We try and have a positive outlook in our house. It can’t always be that way, we have our bad days and dark times, again a normal family, but for the majority of the time we’re proactive and engaging. We want our family to gel, we want to laugh, care and share. We want every one to feel secure and loved. We want our fledglings to fly, to succeed and see the world in all it’s glory. My daughter appears to be clipping her own wings before she’s even begun.
Is it a side effect of today’s society? Is it normal? She can never escape her friends for good and for bad, the social media is a constant drone in the background. When I was having a fall out with my friends they’d shout at me across the classroom, ignore me through lunch and be talking to me again by the next day in registration. Last night she received a flurry of text messages, in caps, full of abusive accusations and language. She assured me she had no idea why either. She’s no angel, but surely the ease of being able to send messages so fluently adds to their angst. They have no concept of consequence and the hurt that words can cause. I also think that seeing yourself being called a ‘BACKSTABBING FUCKING BITCH’ in words emblazoned across your screen embeds in your mind much more than a shouted word. It goes back to what I said before, what is seen can’t be unseen.

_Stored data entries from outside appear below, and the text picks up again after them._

//! # Two-Level Header Repair
//!
//! The source CSV spreads its header over two rows. The first row only
//! names a group on the first column it spans (merged cells), leaving the
//! rest blank:
//!
//! ```text
//! Départements;;Ensemble;;;;;;Hommes;;;;;;Femmes;;;;;
//! Code;Nom;0-19;20-39;40-59;60-74;75+;Total;0-19;...
//! ```
//!
//! [`repair_header`] forward-fills the group row so every column carries
//! its `(group, label)` pair, then names the department-name column
//! explicitly.

use std::fmt;

/// Group label of the department code and name columns.
pub const DEPARTMENTS_GROUP: &str = "Départements";

/// Sub-label of the department code column.
pub const CODE_LABEL: &str = "Code";

/// Sub-label of the department name column.
pub const NAME_LABEL: &str = "Nom";

/// Prefix spreadsheet exports use for the blank half of a merged header.
const PLACEHOLDER_PREFIX: &str = "Unnamed";

/// One repaired column header.
#[derive(Debug, Clone, PartialEq, Eq, Hash)]
pub struct ColumnLabel {
    /// Top-level group, `None` when no named group precedes the column.
    pub group: Option<String>,
    /// Second-level label, kept as written (trimmed).
    pub label: String,
}

impl ColumnLabel {
    /// Build a label with a known group.
    pub fn new(group: impl Into<String>, label: impl Into<String>) -> Self {
        Self {
            group: Some(group.into()),
            label: label.into(),
        }
    }

    /// Whether this column is `(group, label)`.
    pub fn is(&self, group: &str, label: &str) -> bool {
        self.group.as_deref() == Some(group) && self.label == label
    }
}

impl fmt::Display for ColumnLabel {
    fn fmt(&self, f: &mut fmt::Formatter<'_>) -> fmt::Result {
        match &self.group {
            Some(group) => write!(f, "({group}, {})", self.label),
            None => write!(f, "(-, {})", self.label),
        }
    }
}

fn is_placeholder(group: &str) -> bool {
    group.is_empty() || group.starts_with(PLACEHOLDER_PREFIX)
}

/// Rebuild `(group, label)` pairs from the two raw header rows.
///
/// Scans left to right carrying the last non-placeholder group. A group
/// cell is a placeholder when it is blank or starts with `Unnamed`. Both
/// levels are trimmed. Rows of unequal length are padded with blanks.
///
/// A `Nom` column left without a group afterwards is relabelled
/// `("Départements", "Nom")`.
pub fn repair_header<G, L>(groups: &[G], labels: &[L]) -> Vec<ColumnLabel>
where
    G: AsRef<str>,
    L: AsRef<str>,
{
    let width = groups.len().max(labels.len());
    let mut current: Option<String> = None;
    let mut columns = Vec::with_capacity(width);

    for i in 0..width {
        let group = groups.get(i).map_or("", |g| g.as_ref().trim());
        let label = labels.get(i).map_or("", |l| l.as_ref().trim());

        if !is_placeholder(group) {
            current = Some(group.to_string());
        }

        let group = match &current {
            None if label == NAME_LABEL => Some(DEPARTMENTS_GROUP.to_string()),
            other => other.clone(),
        };

        columns.push(ColumnLabel {
            group,
            label: label.to_string(),
        });
    }

    columns
}
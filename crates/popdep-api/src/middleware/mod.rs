//! # Middleware Stack
//!
//! Tower middleware for the API layer:
//! - [`tracing_layer`]: request/response tracing with `TraceLayer`.
//! - [`cors`]: single-origin, credentialed CORS.

pub mod cors;
pub mod tracing_layer;
//! # Population Table Loader
//!
//! Reads the semicolon-delimited CSV once, repairs its two-level header,
//! resolves where every needed column lives, and keeps the raw rows in
//! source order. Records are materialized from those rows on demand.

use std::fs::File;
use std::io;
use std::path::Path;

use csv::StringRecord;

use crate::error::PopulationError;
use crate::header::{repair_header, ColumnLabel, CODE_LABEL, DEPARTMENTS_GROUP, NAME_LABEL};
use crate::number::clean_number;
use crate::record::{AgeBracket, AgeBreakdown, DepartmentRecord, PopulationGroup};

const BOM: char = '\u{feff}';

/// Column positions resolved from the repaired header.
#[derive(Debug, Clone)]
struct ColumnLayout {
    code: usize,
    name: Option<usize>,
    /// `counts[group][bracket]`, indexed like `PopulationGroup::ALL` and `AgeBracket::ALL`.
    counts: [[usize; 6]; 3],
}

impl ColumnLayout {
    fn resolve(columns: &[ColumnLabel]) -> Result<Self, PopulationError> {
        let find = |group: &str, label: &str| columns.iter().position(|c| c.is(group, label));
        let require = |group: &str, label: &str| {
            find(group, label).ok_or_else(|| PopulationError::missing_column(group, label))
        };

        let code = require(DEPARTMENTS_GROUP, CODE_LABEL)?;
        let name = find(DEPARTMENTS_GROUP, NAME_LABEL);

        let mut counts = [[0usize; 6]; 3];
        for (g, group) in PopulationGroup::ALL.into_iter().enumerate() {
            for (b, bracket) in AgeBracket::ALL.into_iter().enumerate() {
                counts[g][b] = require(group.label(), bracket.label())?;
            }
        }

        Ok(Self { code, name, counts })
    }
}

/// The loaded CSV: repaired header plus raw rows, immutable after load.
#[derive(Debug, Clone)]
pub struct PopulationTable {
    columns: Vec<ColumnLabel>,
    layout: ColumnLayout,
    rows: Vec<StringRecord>,
}

impl PopulationTable {
    /// Load the table from a file on disk.
    pub fn from_path(path: impl AsRef<Path>) -> Result<Self, PopulationError> {
        let path = path.as_ref();
        let file = File::open(path).map_err(|source| PopulationError::Io {
            path: path.to_path_buf(),
            source,
        })?;
        Self::from_reader(file)
    }

    /// Load the table from any reader yielding the CSV bytes.
    pub fn from_reader<R: io::Read>(reader: R) -> Result<Self, PopulationError> {
        let mut reader = csv::ReaderBuilder::new()
            .delimiter(b';')
            .has_headers(false)
            .flexible(true)
            .from_reader(reader);
        let mut records = reader.records();

        let groups = records
            .next()
            .transpose()?
            .ok_or(PopulationError::MissingHeader { row: 1 })?;
        let labels = records
            .next()
            .transpose()?
            .ok_or(PopulationError::MissingHeader { row: 2 })?;

        let groups: Vec<&str> = groups
            .iter()
            .enumerate()
            .map(|(i, cell)| if i == 0 { cell.trim_start_matches(BOM) } else { cell })
            .collect();
        let labels: Vec<&str> = labels.iter().collect();
        let columns = repair_header(&groups, &labels);
        let layout = ColumnLayout::resolve(&columns)?;

        let rows = records.collect::<Result<Vec<_>, _>>()?;

        Ok(Self {
            columns,
            layout,
            rows,
        })
    }

    /// Repaired column headers, in source order.
    pub fn columns(&self) -> &[ColumnLabel] {
        &self.columns
    }

    /// Number of data rows, listed or not.
    pub fn len(&self) -> usize {
        self.rows.len()
    }

    /// Whether the file had no data rows at all.
    pub fn is_empty(&self) -> bool {
        self.rows.is_empty()
    }

    /// Every row as a record, in source order, without filtering.
    pub fn records(&self) -> impl Iterator<Item = DepartmentRecord> + '_ {
        self.rows.iter().map(|row| self.build_record(row))
    }

    /// Trimmed department code of a raw row.
    pub(crate) fn row_code<'a>(&self, row: &'a StringRecord) -> &'a str {
        row.get(self.layout.code).unwrap_or("").trim()
    }

    pub(crate) fn rows(&self) -> &[StringRecord] {
        &self.rows
    }

    pub(crate) fn build_record(&self, row: &StringRecord) -> DepartmentRecord {
        let name = self
            .layout
            .name
            .and_then(|i| row.get(i))
            .map(|n| n.trim().to_string())
            .unwrap_or_default();

        let mut record = DepartmentRecord {
            id: self.row_code(row).to_string(),
            name,
            ensemble: AgeBreakdown::default(),
            hommes: AgeBreakdown::default(),
            femmes: AgeBreakdown::default(),
        };

        for (g, group) in PopulationGroup::ALL.into_iter().enumerate() {
            let breakdown = record.group_mut(group);
            for (b, bracket) in AgeBracket::ALL.into_iter().enumerate() {
                *breakdown.get_mut(bracket) = clean_number(row.get(self.layout.counts[g][b]));
            }
        }

        record
    }
}
//! Population count parsing.

/// Parse one population cell.
///
/// Missing, blank and `NaN` cells are `None`. Whitespace anywhere in the
/// cell (thousands separators, including non-breaking spaces) is dropped
/// before parsing. Anything that is still not a non-negative integer is
/// `None` as well.
pub fn clean_number(cell: Option<&str>) -> Option<u64> {
    let digits: String = cell?.chars().filter(|c| !c.is_whitespace()).collect();
    if digits.is_empty() || digits.eq_ignore_ascii_case("nan") {
        return None;
    }
    digits.parse().ok()
}
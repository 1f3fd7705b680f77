//! # Application State
//!
//! Shared state for the Axum application, passed to all route handlers
//! via the `State` extractor.
//!
//! The population table is loaded before the listener binds and never
//! changes afterwards, so handlers share it through an `Arc` without any
//! lock.

use std::sync::Arc;

use popdep_core::{PopulationError, PopulationTable};

use crate::config::AppConfig;

/// Shared application state.
#[derive(Debug, Clone)]
pub struct AppState {
    /// Department table, read-only for the life of the process.
    pub table: Arc<PopulationTable>,
    pub config: Arc<AppConfig>,
}

impl AppState {
    /// Wrap an already loaded table.
    pub fn new(table: PopulationTable, config: AppConfig) -> Self {
        Self {
            table: Arc::new(table),
            config: Arc::new(config),
        }
    }

    /// Load the table from `config.data_path`.
    ///
    /// A missing or malformed file is an error; there is no degraded mode.
    pub fn load(config: AppConfig) -> Result<Self, PopulationError> {
        let table = PopulationTable::from_path(&config.data_path)?;
        Ok(Self::new(table, config))
    }
}

#[cfg(test)]
mod tests {
    use super::*;
    use anyhow::Context;
    use std::path::PathBuf;

    fn config_for(path: PathBuf) -> AppConfig {
        AppConfig {
            data_path: path,
            ..AppConfig::default()
        }
    }

    #[test]
    fn load_reads_configured_file() {
        let path = PathBuf::from(env!("CARGO_MANIFEST_DIR"))
            .join("../popdep-core/tests/fixtures/estim-pop-dep-sample.csv");
        let state = AppState::load(config_for(path)).unwrap();
        assert_eq!(state.table.listed_count(), 6);
    }

    #[test]
    fn load_failure_reports_context_and_path_once() {
        let err = AppState::load(config_for(PathBuf::from("/no/such/estim.csv")))
            .context("population table load failed")
            .unwrap_err();
        let message = format!("{err:#}");

        assert!(message.starts_with("population table load failed: "));
        assert_eq!(message.matches("/no/such/estim.csv").count(), 1);
    }
}
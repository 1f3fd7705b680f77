//! # popdep CLI Entry Point
//!
//! Assembles subcommands and dispatches to handler modules.

use clap::Parser;
use popdep_cli::{check, query};

/// Population by French department, from the INSEE estimates CSV.
#[derive(Parser, Debug)]
#[command(name = "popdep", version, about)]
struct Cli {
    #[command(subcommand)]
    command: Commands,
}

#[derive(clap::Subcommand, Debug)]
enum Commands {
    /// Print every listed department.
    List(query::ListArgs),
    /// Print one department by code.
    Get(query::GetArgs),
    /// Print national totals.
    France(query::FranceArgs),
    /// Load the file and report its header and row counts.
    Check(check::CheckArgs),
}

fn main() -> anyhow::Result<()> {
    tracing_subscriber::fmt()
        .with_env_filter(
            tracing_subscriber::EnvFilter::try_from_default_env()
                .unwrap_or_else(|_| tracing_subscriber::EnvFilter::new("warn")),
        )
        .with_writer(std::io::stderr)
        .init();

    let cli = Cli::parse();
    let mut out = std::io::stdout().lock();

    match cli.command {
        Commands::List(args) => {
            let table = args.data.load()?;
            query::list(&table, &mut out, args.data.compact)
        }
        Commands::Get(args) => {
            let table = args.data.load()?;
            query::get(&table, &args.code, &mut out, args.data.compact)
        }
        Commands::France(args) => {
            let table = args.data.load()?;
            query::france(&table, &mut out, args.data.compact)
        }
        Commands::Check(args) => check::run(&args, &mut out),
    }
}
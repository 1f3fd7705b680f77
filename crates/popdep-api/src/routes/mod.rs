//! # API Route Modules
//!
//! - `population`: department listing, lookup by code, national totals.

pub mod population;
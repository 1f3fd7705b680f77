//! # Department Records
//!
//! The nested shape served to clients:
//!
//! ```json
//! {
//!   "id": "01",
//!   "nom": "Ain",
//!   "ensemble": { "0_19": 165880, ..., "75_plus": 54953, "total": 652966 },
//!   "hommes":   { ... },
//!   "femmes":   { ... }
//! }
//! ```
//!
//! Records are built per request from the raw table row; see
//! [`crate::table::PopulationTable`].

use serde::Serialize;

/// Population group, i.e. the top-level header spanning six count columns.
#[derive(Debug, Clone, Copy, PartialEq, Eq, Hash)]
pub enum PopulationGroup {
    /// Whole population.
    Ensemble,
    /// Men.
    Hommes,
    /// Women.
    Femmes,
}

impl PopulationGroup {
    /// All groups, in source column order.
    pub const ALL: [PopulationGroup; 3] = [Self::Ensemble, Self::Hommes, Self::Femmes];

    /// Group label as written in the CSV header.
    pub fn label(self) -> &'static str {
        match self {
            Self::Ensemble => "Ensemble",
            Self::Hommes => "Hommes",
            Self::Femmes => "Femmes",
        }
    }
}

/// Age bracket, i.e. the second-level header under each group.
#[derive(Debug, Clone, Copy, PartialEq, Eq, Hash)]
pub enum AgeBracket {
    Age0To19,
    Age20To39,
    Age40To59,
    Age60To74,
    Age75Plus,
    /// All ages.
    Total,
}

impl AgeBracket {
    /// All brackets, in source column order.
    pub const ALL: [AgeBracket; 6] = [
        Self::Age0To19,
        Self::Age20To39,
        Self::Age40To59,
        Self::Age60To74,
        Self::Age75Plus,
        Self::Total,
    ];

    /// Sub-label as written in the CSV header.
    pub fn label(self) -> &'static str {
        match self {
            Self::Age0To19 => "0-19",
            Self::Age20To39 => "20-39",
            Self::Age40To59 => "40-59",
            Self::Age60To74 => "60-74",
            Self::Age75Plus => "75+",
            Self::Total => "Total",
        }
    }

    /// Key used in the JSON breakdown object.
    pub fn key(self) -> &'static str {
        match self {
            Self::Age0To19 => "0_19",
            Self::Age20To39 => "20_39",
            Self::Age40To59 => "40_59",
            Self::Age60To74 => "60_74",
            Self::Age75Plus => "75_plus",
            Self::Total => "total",
        }
    }
}

/// Head counts of one population group by age bracket.
///
/// `None` means the source cell was missing or unparseable.
#[derive(Debug, Clone, Default, PartialEq, Eq, Serialize)]
#[cfg_attr(feature = "openapi", derive(utoipa::ToSchema))]
pub struct AgeBreakdown {
    #[serde(rename = "0_19")]
    pub age_0_19: Option<u64>,
    #[serde(rename = "20_39")]
    pub age_20_39: Option<u64>,
    #[serde(rename = "40_59")]
    pub age_40_59: Option<u64>,
    #[serde(rename = "60_74")]
    pub age_60_74: Option<u64>,
    #[serde(rename = "75_plus")]
    pub age_75_plus: Option<u64>,
    pub total: Option<u64>,
}

impl AgeBreakdown {
    /// Count for one bracket.
    pub fn get(&self, bracket: AgeBracket) -> Option<u64> {
        *self.slot(bracket)
    }

    /// Mutable access to one bracket.
    pub fn get_mut(&mut self, bracket: AgeBracket) -> &mut Option<u64> {
        match bracket {
            AgeBracket::Age0To19 => &mut self.age_0_19,
            AgeBracket::Age20To39 => &mut self.age_20_39,
            AgeBracket::Age40To59 => &mut self.age_40_59,
            AgeBracket::Age60To74 => &mut self.age_60_74,
            AgeBracket::Age75Plus => &mut self.age_75_plus,
            AgeBracket::Total => &mut self.total,
        }
    }

    fn slot(&self, bracket: AgeBracket) -> &Option<u64> {
        match bracket {
            AgeBracket::Age0To19 => &self.age_0_19,
            AgeBracket::Age20To39 => &self.age_20_39,
            AgeBracket::Age40To59 => &self.age_40_59,
            AgeBracket::Age60To74 => &self.age_60_74,
            AgeBracket::Age75Plus => &self.age_75_plus,
            AgeBracket::Total => &self.total,
        }
    }
}

/// One department as served by the API.
#[derive(Debug, Clone, PartialEq, Eq, Serialize)]
#[cfg_attr(feature = "openapi", derive(utoipa::ToSchema))]
pub struct DepartmentRecord {
    /// Department code: `01`..`95`, `2A`, `2B`, `971`..`976`.
    pub id: String,
    /// Display name, empty when the source has no name column.
    #[serde(rename = "nom")]
    pub name: String,
    pub ensemble: AgeBreakdown,
    pub hommes: AgeBreakdown,
    pub femmes: AgeBreakdown,
}

impl DepartmentRecord {
    /// Breakdown for one population group.
    pub fn group(&self, group: PopulationGroup) -> &AgeBreakdown {
        match group {
            PopulationGroup::Ensemble => &self.ensemble,
            PopulationGroup::Hommes => &self.hommes,
            PopulationGroup::Femmes => &self.femmes,
        }
    }

    /// Mutable breakdown for one population group.
    pub fn group_mut(&mut self, group: PopulationGroup) -> &mut AgeBreakdown {
        match group {
            PopulationGroup::Ensemble => &mut self.ensemble,
            PopulationGroup::Hommes => &mut self.hommes,
            PopulationGroup::Femmes => &mut self.femmes,
        }
    }
}
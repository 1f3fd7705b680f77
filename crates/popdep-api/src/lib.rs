//! # popdep-api: Population by Department over HTTP
//!
//! Serves the INSEE department population estimates loaded by
//! `popdep-core` as JSON.
//!
//! ## API Surface
//!
//! | Route                          | Module                   | Purpose                 |
//! |--------------------------------|--------------------------|-------------------------|
//! | `GET /api/population`          | [`routes::population`]   | Listed departments      |
//! | `GET /api/population/{dept_id}`| [`routes::population`]   | One department by code  |
//! | `GET /api/france`              | [`routes::population`]   | National totals         |
//! | `GET /openapi.json`            | [`openapi`]              | OpenAPI document        |
//! | `GET /health/*`                | this module              | Liveness / readiness    |
//!
//! ## Middleware Stack (execution order)
//!
//! ```text
//! TraceLayer → CorsLayer → Handler
//! ```

pub mod config;
pub mod error;
pub mod middleware;
pub mod openapi;
pub mod routes;
pub mod state;

use axum::extract::State;
use axum::routing::get;
use axum::Router;
use tower::ServiceBuilder;

use crate::error::AppError;
use crate::state::AppState;

/// Assemble the full application router with all routes and middleware.
pub fn app(state: AppState) -> Router {
    let cors = middleware::cors::layer(state.config.cors_origin.clone());

    let api = Router::new()
        .merge(routes::population::router())
        .merge(openapi::router());

    let health = Router::new()
        .route("/health/liveness", get(liveness))
        .route("/health/readiness", get(readiness));

    Router::new()
        .merge(health)
        .merge(api)
        .layer(
            ServiceBuilder::new()
                .layer(middleware::tracing_layer::layer())
                .layer(cors),
        )
        .with_state(state)
}

/// Liveness probe: always returns 200 if the process is running.
async fn liveness() -> &'static str {
    "ok"
}

/// Readiness probe: 200 once the table holds at least one listed department.
async fn readiness(State(state): State<AppState>) -> Result<&'static str, AppError> {
    if state.table.listed_count() == 0 {
        return Err(AppError::ServiceUnavailable(
            "population table has no department rows".to_string(),
        ));
    }
    Ok("ready")
}
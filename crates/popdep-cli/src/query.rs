//! # Query Subcommands
//!
//! `list`, `get` and `france`, printing the same JSON the API returns.

use std::io::Write;

use anyhow::bail;
use clap::Args;
use popdep_core::PopulationTable;

use crate::output::write_json;
use crate::DataArgs;

/// Arguments for the list subcommand.
#[derive(Args, Debug)]
pub struct ListArgs {
    #[command(flatten)]
    pub data: DataArgs,
}

/// Arguments for the get subcommand.
#[derive(Args, Debug)]
pub struct GetArgs {
    /// Department code, e.g. `01`, `2A`, `974`.
    pub code: String,

    #[command(flatten)]
    pub data: DataArgs,
}

/// Arguments for the france subcommand.
#[derive(Args, Debug)]
pub struct FranceArgs {
    #[command(flatten)]
    pub data: DataArgs,
}

pub fn list<W: Write>(table: &PopulationTable, out: &mut W, compact: bool) -> anyhow::Result<()> {
    write_json(out, &table.list_departments(), compact)
}

/// Print one department, or fail when no row has `code`.
pub fn get<W: Write>(
    table: &PopulationTable,
    code: &str,
    out: &mut W,
    compact: bool,
) -> anyhow::Result<()> {
    match table.find_department(code) {
        Some(record) => write_json(out, &record, compact),
        None => bail!("Département non trouvé: {code}"),
    }
}

pub fn france<W: Write>(table: &PopulationTable, out: &mut W, compact: bool) -> anyhow::Result<()> {
    write_json(out, &table.france_summary(), compact)
}
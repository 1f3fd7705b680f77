//! # API Error Types
//!
//! Structured error type implementing `axum::response::IntoResponse`.
//! Bodies follow the `{"detail": "..."}` shape the front-end already
//! handles, e.g. `{"detail": "Département non trouvé"}` on a 404.

use axum::http::StatusCode;
use axum::response::{IntoResponse, Response};
use axum::Json;
use serde::Serialize;
use thiserror::Error;
use utoipa::ToSchema;

/// Message returned when a department code matches no row.
pub const DEPARTMENT_NOT_FOUND: &str = "Département non trouvé";

/// JSON error response body.
#[derive(Debug, Serialize, ToSchema)]
pub struct ErrorBody {
    /// Human-readable error message.
    pub detail: String,
}

/// Application-level error type that implements [`IntoResponse`] for Axum.
#[derive(Error, Debug)]
pub enum AppError {
    /// Resource not found (404).
    #[error("{0}")]
    NotFound(String),

    /// The service cannot answer yet (503).
    #[error("{0}")]
    ServiceUnavailable(String),
}

impl AppError {
    /// The 404 returned by department lookups.
    pub fn department_not_found() -> Self {
        Self::NotFound(DEPARTMENT_NOT_FOUND.to_string())
    }

    fn status(&self) -> StatusCode {
        match self {
            Self::NotFound(_) => StatusCode::NOT_FOUND,
            Self::ServiceUnavailable(_) => StatusCode::SERVICE_UNAVAILABLE,
        }
    }
}

impl IntoResponse for AppError {
    fn into_response(self) -> Response {
        let status = self.status();

        // Lookups that miss are not logged.
        if let Self::ServiceUnavailable(_) = &self {
            tracing::warn!(error = %self, "service unavailable");
        }

        let body = ErrorBody {
            detail: self.to_string(),
        };
        (status, Json(body)).into_response()
    }
}

#[cfg(test)]
mod tests {
    use super::*;

    #[test]
    fn not_found_status_code() {
        let err = AppError::department_not_found();
        assert_eq!(err.status(), StatusCode::NOT_FOUND);
        assert_eq!(err.to_string(), "Département non trouvé");
    }

    #[test]
    fn service_unavailable_status_code() {
        let err = AppError::ServiceUnavailable("empty table".into());
        assert_eq!(err.status(), StatusCode::SERVICE_UNAVAILABLE);
    }

    #[test]
    fn into_response_sets_status() {
        let response = AppError::department_not_found().into_response();
        assert_eq!(response.status(), StatusCode::NOT_FOUND);
    }
}
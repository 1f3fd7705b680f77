//! # popdep-cli: Population Table Command-Line Interface
//!
//! Offline access to the same queries the HTTP API serves, reading the CSV
//! directly. Useful for checking a new INSEE release before deploying it.
//!
//! ## Subcommands
//!
//! - `list`: listed departments, as the API's `/api/population`
//! - `get`: one department by code, as `/api/population/{dept_id}`
//! - `france`: national totals, as `/api/france`
//! - `check`: load the file and report what was found
//!
//! ## Crate Policy
//!
//! - Argument parsing lives next to each handler; `main.rs` only dispatches.
//! - Handlers write to a caller-supplied writer so tests can capture output.

pub mod check;
pub mod output;
pub mod query;

use std::path::PathBuf;

use anyhow::Context;
use clap::Args;
use popdep_core::PopulationTable;

/// Default location of the population CSV.
pub const DEFAULT_DATA_PATH: &str = "data/estim-pop-dep-2023.csv";

/// Options shared by every subcommand.
#[derive(Args, Debug, Clone)]
pub struct DataArgs {
    /// Population CSV to read.
    #[arg(long, env = "POPDEP_DATA_PATH", default_value = DEFAULT_DATA_PATH)]
    pub data: PathBuf,

    /// Print JSON on a single line.
    #[arg(long)]
    pub compact: bool,
}

impl DataArgs {
    /// Load the table named by `--data`.
    pub fn load(&self) -> anyhow::Result<PopulationTable> {
        tracing::debug!(path = %self.data.display(), "loading population table");
        PopulationTable::from_path(&self.data)
            .with_context(|| format!("failed to load {}", self.data.display()))
    }
}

I do know that when I was having angst issues with the teen and pre teens dad, every message he sent me seemed like an invasion of my space, my phone was my world. It was where I stored my writings, how I accessed a world that had been previously shut off to me, my banking, my family, my everything. So when those messages flashed up from him I felt violated and resented him even more for that. Is that what it’s like for our teenagers? Do their phones represent more than just a phone? How the hell do I protect her? How do I help her see herself as I see her? How do I stop her from seeing the harm those attention seekers on KIK, Instagram and lord knows whatever else platform they use cause when they post pictures of their newly slashed wounds, exposed hip bones and please compliment me so I can deny them images on an hourly basis.
Tell me there’s a way to escape this teenage angst, I want to help them unfurl their wings and fly far away from all of the hurt and pain, the world is full of wonder and adventures waiting to be discovered.